Collected data -
#####

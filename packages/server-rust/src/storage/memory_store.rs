//! In-memory [`StatusStore`] backed by [`DashMap`] with lazy TTL expiry.

use std::time::{Duration, Instant};

use async_trait::async_trait;
use dashmap::DashMap;

use crate::traits::StatusStore;

#[derive(Debug, Clone)]
struct Entry {
    value: String,
    expires_at: Option<Instant>,
}

impl Entry {
    fn is_expired(&self, now: Instant) -> bool {
        self.expires_at.is_some_and(|at| at <= now)
    }
}

/// In-memory key/value store with per-key TTL.
///
/// Expiry is lazy: an expired entry is removed the next time it is read.
/// There is no sweeper task; liveness keys are small and short-lived, and
/// readers only ever observe live values.
pub struct MemoryStore {
    entries: DashMap<String, Entry>,
}

impl MemoryStore {
    /// Creates an empty store.
    #[must_use]
    pub fn new() -> Self {
        Self {
            entries: DashMap::new(),
        }
    }

    /// Number of non-expired entries. Counts live values only, so tests
    /// can assert on the observable state.
    #[must_use]
    pub fn len(&self) -> usize {
        let now = Instant::now();
        self.entries.iter().filter(|e| !e.value().is_expired(now)).count()
    }

    /// Whether the store holds no live entries.
    #[must_use]
    pub fn is_empty(&self) -> bool {
        self.len() == 0
    }
}

impl Default for MemoryStore {
    fn default() -> Self {
        Self::new()
    }
}

#[async_trait]
impl StatusStore for MemoryStore {
    async fn set(&self, key: &str, value: &str, ttl: Option<Duration>) -> anyhow::Result<()> {
        let entry = Entry {
            value: value.to_string(),
            expires_at: ttl.map(|t| Instant::now() + t),
        };
        self.entries.insert(key.to_string(), entry);
        Ok(())
    }

    async fn get(&self, key: &str) -> anyhow::Result<Option<String>> {
        let now = Instant::now();
        if let Some(entry) = self.entries.get(key) {
            if !entry.is_expired(now) {
                return Ok(Some(entry.value.clone()));
            }
        }
        // Drop the read guard before removing to avoid deadlocking the shard.
        self.entries.remove_if(key, |_, entry| entry.is_expired(now));
        Ok(None)
    }

    async fn delete(&self, key: &str) -> anyhow::Result<()> {
        self.entries.remove(key);
        Ok(())
    }
}

#[cfg(test)]
mod tests {
    use super::*;

    #[tokio::test]
    async fn set_get_delete() {
        let store = MemoryStore::new();
        store.set("k", "v", None).await.unwrap();
        assert_eq!(store.get("k").await.unwrap().as_deref(), Some("v"));

        store.delete("k").await.unwrap();
        assert_eq!(store.get("k").await.unwrap(), None);
    }

    #[tokio::test]
    async fn overwrite_replaces_value_and_ttl() {
        let store = MemoryStore::new();
        store
            .set("k", "old", Some(Duration::from_millis(10)))
            .await
            .unwrap();
        store.set("k", "new", None).await.unwrap();

        tokio::time::sleep(Duration::from_millis(20)).await;
        assert_eq!(store.get("k").await.unwrap().as_deref(), Some("new"));
    }

    #[tokio::test]
    async fn expired_key_reads_as_absent() {
        let store = MemoryStore::new();
        store
            .set("k", "v", Some(Duration::from_millis(10)))
            .await
            .unwrap();

        assert_eq!(store.get("k").await.unwrap().as_deref(), Some("v"));
        tokio::time::sleep(Duration::from_millis(25)).await;
        assert_eq!(store.get("k").await.unwrap(), None);
        assert!(store.is_empty());
    }

    #[tokio::test]
    async fn deleting_absent_key_is_not_an_error() {
        let store = MemoryStore::new();
        store.delete("missing").await.unwrap();
    }
}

#####

EXERCISE DIRECTIONS -
All records are to be restated exactly, from the first line to the last line.

ANSWER FOR THIS EXERCISE -
filename packages/server-rust/src/storage/memory_store.rs
//! In-memory [`StatusStore`] backed by [`DashMap`] with lazy TTL expiry.

use std::time::{Duration, Instant};

use async_trait::async_trait;
use dashmap::DashMap;

use crate::traits::StatusStore;

#[derive(Debug, Clone)]
struct Entry {
    value: String,
    expires_at: Option<Instant>,
}

impl Entry {
    fn is_expired(&self, now: Instant) -> bool {
        self.expires_at.is_some_and(|at| at <= now)
    }
}

/// In-memory key/value store with per-key TTL.
///
/// Expiry is lazy: an expired entry is removed the next time it is read.
/// There is no sweeper task; liveness keys are small and short-lived, and
/// readers only ever observe live values.
pub struct MemoryStore {
    entries: DashMap<String, Entry>,
}

impl MemoryStore {
    /// Creates an empty store.
    #[must_use]
    pub fn new() -> Self {
        Self {
            entries: DashMap::new(),
        }
    }

    /// Number of non-expired entries. Counts live values only, so tests
    /// can assert on the observable state.
    #[must_use]
    pub fn len(&self) -> usize {
        let now = Instant::now();
        self.entries.iter().filter(|e| !e.value().is_expired(now)).count()
    }

    /// Whether the store holds no live entries.
    #[must_use]
    pub fn is_empty(&self) -> bool {
        self.len() == 0
    }
}

impl Default for MemoryStore {
    fn default() -> Self {
        Self::new()
    }
}

#[async_trait]
impl StatusStore for MemoryStore {
    async fn set(&self, key: &str, value: &str, ttl: Option<Duration>) -> anyhow::Result<()> {
        let entry = Entry {
            value: value.to_string(),
            expires_at: ttl.map(|t| Instant::now() + t),
        };
        self.entries.insert(key.to_string(), entry);
        Ok(())
    }

    async fn get(&self, key: &str) -> anyhow::Result<Option<String>> {
        let now = Instant::now();
        if let Some(entry) = self.entries.get(key) {
            if !entry.is_expired(now) {
                return Ok(Some(entry.value.clone()));
            }
        }
        // Drop the read guard before removing to avoid deadlocking the shard.
        self.entries.remove_if(key, |_, entry| entry.is_expired(now));
        Ok(None)
    }

    async fn delete(&self, key: &str) -> anyhow::Result<()> {
        self.entries.remove(key);
        Ok(())
    }
}

#[cfg(test)]
mod tests {
    use super::*;

    #[tokio::test]
    async fn set_get_delete() {
        let store = MemoryStore::new();
        store.set("k", "v", None).await.unwrap();
        assert_eq!(store.get("k").await.unwrap().as_deref(), Some("v"));

        store.delete("k").await.unwrap();
        assert_eq!(store.get("k").await.unwrap(), None);
    }

    #[tokio::test]
    async fn overwrite_replaces_value_and_ttl() {
        let store = MemoryStore::new();
        store
            .set("k", "old", Some(Duration::from_millis(10)))
            .await
            .unwrap();
        store.set("k", "new", None).await.unwrap();

        tokio::time::sleep(Duration::from_millis(20)).await;
        assert_eq!(store.get("k").await.unwrap().as_deref(), Some("new"));
    }

    #[tokio::test]
    async fn expired_key_reads_as_absent() {
        let store = MemoryStore::new();
        store
            .set("k", "v", Some(Duration::from_millis(10)))
            .await
            .unwrap();

        assert_eq!(store.get("k").await.unwrap().as_deref(), Some("v"));
        tokio::time::sleep(Duration::from_millis(25)).await;
        assert_eq!(store.get("k").await.unwrap(), None);
        assert!(store.is_empty());
    }

    #[tokio::test]
    async fn deleting_absent_key_is_not_an_error() {
        let store = MemoryStore::new();
        store.delete("missing").await.unwrap();
    }
}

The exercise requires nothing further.